◆ **TASK INSTRUCTIONS**: Present each line of the entries below that holds the word "SessionSettings".

◆ **INFORMATION PROVIDED**:
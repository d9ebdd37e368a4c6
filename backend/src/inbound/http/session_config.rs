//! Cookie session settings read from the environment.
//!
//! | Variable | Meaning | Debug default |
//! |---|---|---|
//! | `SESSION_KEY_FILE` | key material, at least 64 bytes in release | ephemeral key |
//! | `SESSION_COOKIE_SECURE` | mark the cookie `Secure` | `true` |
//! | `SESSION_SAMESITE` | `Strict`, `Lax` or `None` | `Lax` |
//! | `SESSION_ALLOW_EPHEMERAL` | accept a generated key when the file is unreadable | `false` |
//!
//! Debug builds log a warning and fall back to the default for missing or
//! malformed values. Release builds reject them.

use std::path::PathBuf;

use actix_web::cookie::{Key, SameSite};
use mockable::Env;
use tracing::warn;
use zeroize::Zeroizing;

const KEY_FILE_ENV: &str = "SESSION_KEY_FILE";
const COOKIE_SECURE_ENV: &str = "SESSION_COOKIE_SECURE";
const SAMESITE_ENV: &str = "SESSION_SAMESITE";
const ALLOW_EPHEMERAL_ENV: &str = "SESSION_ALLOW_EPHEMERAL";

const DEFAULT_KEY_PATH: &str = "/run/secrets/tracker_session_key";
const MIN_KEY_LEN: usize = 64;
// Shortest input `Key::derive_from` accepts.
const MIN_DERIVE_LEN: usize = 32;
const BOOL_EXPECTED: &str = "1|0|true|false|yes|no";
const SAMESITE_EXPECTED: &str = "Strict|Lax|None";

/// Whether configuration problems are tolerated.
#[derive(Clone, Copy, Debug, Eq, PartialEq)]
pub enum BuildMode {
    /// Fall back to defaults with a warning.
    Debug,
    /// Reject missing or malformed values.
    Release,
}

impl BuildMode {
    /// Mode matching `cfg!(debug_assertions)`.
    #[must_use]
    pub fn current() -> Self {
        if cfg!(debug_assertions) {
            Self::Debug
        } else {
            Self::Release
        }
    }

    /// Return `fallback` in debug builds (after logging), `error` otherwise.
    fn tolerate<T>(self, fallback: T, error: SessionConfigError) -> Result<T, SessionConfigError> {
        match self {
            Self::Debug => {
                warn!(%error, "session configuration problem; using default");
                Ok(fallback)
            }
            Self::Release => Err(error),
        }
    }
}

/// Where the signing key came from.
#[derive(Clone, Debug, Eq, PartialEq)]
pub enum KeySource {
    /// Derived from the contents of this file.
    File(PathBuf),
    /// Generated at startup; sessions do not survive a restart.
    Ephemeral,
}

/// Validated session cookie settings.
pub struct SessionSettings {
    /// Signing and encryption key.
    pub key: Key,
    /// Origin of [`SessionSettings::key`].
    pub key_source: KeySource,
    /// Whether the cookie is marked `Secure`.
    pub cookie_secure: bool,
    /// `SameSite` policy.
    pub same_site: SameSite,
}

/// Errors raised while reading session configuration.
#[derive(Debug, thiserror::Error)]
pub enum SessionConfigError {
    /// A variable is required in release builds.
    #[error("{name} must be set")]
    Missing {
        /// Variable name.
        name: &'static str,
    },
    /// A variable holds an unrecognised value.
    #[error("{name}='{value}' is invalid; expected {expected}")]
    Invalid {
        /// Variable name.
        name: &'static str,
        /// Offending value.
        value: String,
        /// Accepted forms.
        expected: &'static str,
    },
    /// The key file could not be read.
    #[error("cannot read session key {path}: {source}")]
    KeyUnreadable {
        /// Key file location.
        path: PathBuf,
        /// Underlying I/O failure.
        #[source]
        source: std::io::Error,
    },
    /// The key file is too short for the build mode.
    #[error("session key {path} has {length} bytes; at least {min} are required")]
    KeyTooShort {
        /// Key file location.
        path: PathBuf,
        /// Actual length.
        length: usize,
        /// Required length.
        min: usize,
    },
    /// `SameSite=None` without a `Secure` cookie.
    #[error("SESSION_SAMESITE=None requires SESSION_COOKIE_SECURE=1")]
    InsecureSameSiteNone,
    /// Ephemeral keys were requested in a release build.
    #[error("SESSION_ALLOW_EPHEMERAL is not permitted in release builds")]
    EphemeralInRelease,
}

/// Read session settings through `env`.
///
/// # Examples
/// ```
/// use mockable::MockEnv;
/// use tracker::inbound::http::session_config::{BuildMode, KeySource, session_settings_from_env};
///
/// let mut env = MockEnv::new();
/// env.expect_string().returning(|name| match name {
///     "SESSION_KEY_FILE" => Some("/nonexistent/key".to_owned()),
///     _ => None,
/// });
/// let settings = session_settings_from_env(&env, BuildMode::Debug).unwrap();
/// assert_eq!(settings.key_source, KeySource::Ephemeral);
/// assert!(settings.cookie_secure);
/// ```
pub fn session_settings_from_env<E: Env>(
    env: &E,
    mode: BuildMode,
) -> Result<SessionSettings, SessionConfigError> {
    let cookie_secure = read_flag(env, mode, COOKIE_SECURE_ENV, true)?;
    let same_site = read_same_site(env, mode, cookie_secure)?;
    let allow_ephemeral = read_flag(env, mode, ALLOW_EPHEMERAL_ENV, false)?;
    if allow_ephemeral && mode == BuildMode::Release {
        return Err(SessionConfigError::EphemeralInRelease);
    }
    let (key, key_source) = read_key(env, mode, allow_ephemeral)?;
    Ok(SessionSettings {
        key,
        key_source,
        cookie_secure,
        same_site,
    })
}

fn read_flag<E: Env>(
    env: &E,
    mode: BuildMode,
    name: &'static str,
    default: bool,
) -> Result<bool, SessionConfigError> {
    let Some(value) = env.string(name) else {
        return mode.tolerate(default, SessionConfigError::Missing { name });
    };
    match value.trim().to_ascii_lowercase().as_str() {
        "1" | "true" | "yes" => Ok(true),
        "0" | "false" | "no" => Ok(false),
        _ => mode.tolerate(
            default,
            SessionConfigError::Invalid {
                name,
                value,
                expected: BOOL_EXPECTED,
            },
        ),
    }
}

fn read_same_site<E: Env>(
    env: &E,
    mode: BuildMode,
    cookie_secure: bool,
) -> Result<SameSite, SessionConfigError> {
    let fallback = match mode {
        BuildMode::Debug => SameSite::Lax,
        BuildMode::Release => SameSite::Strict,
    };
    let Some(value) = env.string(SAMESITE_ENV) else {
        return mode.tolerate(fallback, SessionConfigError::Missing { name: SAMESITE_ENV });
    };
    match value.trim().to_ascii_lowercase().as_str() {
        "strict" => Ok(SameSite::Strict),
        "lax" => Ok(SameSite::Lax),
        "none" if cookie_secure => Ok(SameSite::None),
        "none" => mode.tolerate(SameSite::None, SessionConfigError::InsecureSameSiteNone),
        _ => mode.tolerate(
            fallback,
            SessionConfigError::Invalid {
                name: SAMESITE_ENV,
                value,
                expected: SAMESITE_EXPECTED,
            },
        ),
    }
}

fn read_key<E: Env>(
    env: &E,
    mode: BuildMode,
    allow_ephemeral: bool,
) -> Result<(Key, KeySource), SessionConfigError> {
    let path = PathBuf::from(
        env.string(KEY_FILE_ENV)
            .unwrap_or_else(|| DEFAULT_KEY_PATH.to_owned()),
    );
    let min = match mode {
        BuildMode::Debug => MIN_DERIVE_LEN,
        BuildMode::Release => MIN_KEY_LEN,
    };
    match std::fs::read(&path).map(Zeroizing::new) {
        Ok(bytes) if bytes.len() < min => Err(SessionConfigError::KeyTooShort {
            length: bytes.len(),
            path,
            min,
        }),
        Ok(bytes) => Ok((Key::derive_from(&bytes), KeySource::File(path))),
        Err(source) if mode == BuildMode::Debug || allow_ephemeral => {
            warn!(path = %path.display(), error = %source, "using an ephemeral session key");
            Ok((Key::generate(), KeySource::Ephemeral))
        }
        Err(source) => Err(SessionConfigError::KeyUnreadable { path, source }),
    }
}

◆ **WRITTEN REPLY**:
pub struct SessionSettings {
    /// Origin of [`SessionSettings::key`].
) -> Result<SessionSettings, SessionConfigError> {
    Ok(SessionSettings {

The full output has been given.